Across the whole listing, copy out every line that includes the string "DownloadOutcome".

### Data for this task
------------------------

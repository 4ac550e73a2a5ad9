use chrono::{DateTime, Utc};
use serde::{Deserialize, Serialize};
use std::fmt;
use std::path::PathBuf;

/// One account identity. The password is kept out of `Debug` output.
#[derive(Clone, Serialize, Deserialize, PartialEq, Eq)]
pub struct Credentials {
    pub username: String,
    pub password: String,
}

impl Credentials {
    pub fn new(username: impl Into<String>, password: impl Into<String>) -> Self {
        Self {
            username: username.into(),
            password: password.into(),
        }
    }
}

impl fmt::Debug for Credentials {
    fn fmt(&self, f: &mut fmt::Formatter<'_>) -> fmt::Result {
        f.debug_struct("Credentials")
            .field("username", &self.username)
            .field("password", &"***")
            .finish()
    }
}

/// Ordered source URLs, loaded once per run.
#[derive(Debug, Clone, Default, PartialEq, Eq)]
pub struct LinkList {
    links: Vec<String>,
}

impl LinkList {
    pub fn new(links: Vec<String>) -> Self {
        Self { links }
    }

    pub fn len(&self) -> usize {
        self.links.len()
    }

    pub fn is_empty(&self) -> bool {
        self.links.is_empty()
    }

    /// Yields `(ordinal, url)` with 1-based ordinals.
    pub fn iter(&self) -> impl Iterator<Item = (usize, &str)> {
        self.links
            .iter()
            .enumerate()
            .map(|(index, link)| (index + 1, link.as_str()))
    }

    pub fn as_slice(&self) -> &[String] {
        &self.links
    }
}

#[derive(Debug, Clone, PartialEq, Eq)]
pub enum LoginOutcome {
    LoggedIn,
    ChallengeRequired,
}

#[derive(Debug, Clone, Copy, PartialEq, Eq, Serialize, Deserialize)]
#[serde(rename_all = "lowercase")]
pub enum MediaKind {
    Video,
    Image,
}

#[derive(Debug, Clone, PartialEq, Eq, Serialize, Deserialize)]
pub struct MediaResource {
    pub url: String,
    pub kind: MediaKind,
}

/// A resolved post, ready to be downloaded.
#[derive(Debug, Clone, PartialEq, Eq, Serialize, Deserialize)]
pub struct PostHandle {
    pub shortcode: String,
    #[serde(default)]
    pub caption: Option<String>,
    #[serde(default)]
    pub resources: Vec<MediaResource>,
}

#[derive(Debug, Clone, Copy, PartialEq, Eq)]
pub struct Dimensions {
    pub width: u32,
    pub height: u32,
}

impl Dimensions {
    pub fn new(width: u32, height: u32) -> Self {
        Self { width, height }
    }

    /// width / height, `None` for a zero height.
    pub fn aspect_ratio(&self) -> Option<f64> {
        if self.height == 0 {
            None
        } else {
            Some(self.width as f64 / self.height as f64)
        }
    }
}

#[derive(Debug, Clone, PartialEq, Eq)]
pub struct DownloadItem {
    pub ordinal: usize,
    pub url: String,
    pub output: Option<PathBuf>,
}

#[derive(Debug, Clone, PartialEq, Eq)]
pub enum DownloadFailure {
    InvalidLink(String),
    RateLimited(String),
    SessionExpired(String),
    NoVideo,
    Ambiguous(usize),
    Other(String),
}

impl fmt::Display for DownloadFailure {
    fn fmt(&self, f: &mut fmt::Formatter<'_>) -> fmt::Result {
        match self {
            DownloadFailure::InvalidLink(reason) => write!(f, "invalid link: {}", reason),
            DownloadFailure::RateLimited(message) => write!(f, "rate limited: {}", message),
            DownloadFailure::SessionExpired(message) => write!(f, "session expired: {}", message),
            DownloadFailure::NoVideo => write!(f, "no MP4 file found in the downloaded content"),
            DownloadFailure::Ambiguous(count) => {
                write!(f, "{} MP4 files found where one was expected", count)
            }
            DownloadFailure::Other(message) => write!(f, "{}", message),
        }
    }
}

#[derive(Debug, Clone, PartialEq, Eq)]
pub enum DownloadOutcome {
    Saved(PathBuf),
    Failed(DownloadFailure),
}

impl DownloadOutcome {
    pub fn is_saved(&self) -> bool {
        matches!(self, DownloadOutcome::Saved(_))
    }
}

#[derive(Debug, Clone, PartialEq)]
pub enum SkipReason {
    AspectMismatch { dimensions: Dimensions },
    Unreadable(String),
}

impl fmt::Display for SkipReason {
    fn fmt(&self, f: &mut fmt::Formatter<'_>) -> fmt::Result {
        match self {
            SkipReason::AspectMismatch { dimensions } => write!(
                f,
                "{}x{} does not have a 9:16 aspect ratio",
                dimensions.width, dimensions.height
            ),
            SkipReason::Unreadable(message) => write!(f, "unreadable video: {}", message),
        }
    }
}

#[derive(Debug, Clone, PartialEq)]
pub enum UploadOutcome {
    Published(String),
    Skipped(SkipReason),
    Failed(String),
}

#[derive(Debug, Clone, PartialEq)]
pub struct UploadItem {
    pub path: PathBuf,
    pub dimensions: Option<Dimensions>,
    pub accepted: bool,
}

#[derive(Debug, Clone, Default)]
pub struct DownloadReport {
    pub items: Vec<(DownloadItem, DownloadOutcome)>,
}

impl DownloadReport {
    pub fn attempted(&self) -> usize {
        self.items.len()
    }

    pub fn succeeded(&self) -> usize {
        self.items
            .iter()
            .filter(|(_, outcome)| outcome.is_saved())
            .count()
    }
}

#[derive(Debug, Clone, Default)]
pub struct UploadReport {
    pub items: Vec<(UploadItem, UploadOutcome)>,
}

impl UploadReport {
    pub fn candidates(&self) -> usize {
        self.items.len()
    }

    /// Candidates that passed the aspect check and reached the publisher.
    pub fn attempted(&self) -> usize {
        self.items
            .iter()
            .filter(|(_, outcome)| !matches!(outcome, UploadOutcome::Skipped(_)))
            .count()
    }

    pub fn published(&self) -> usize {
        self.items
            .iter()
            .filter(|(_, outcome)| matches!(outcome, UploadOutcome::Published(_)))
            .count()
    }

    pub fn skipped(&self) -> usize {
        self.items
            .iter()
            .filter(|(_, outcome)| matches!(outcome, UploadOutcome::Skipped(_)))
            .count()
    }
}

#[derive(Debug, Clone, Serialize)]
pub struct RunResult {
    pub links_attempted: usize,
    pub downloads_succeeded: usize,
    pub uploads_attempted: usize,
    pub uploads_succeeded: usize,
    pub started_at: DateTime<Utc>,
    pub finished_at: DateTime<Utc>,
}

------------------------

### Task solution
pub enum DownloadOutcome {
impl DownloadOutcome {
        matches!(self, DownloadOutcome::Saved(_))
    pub items: Vec<(DownloadItem, DownloadOutcome)>,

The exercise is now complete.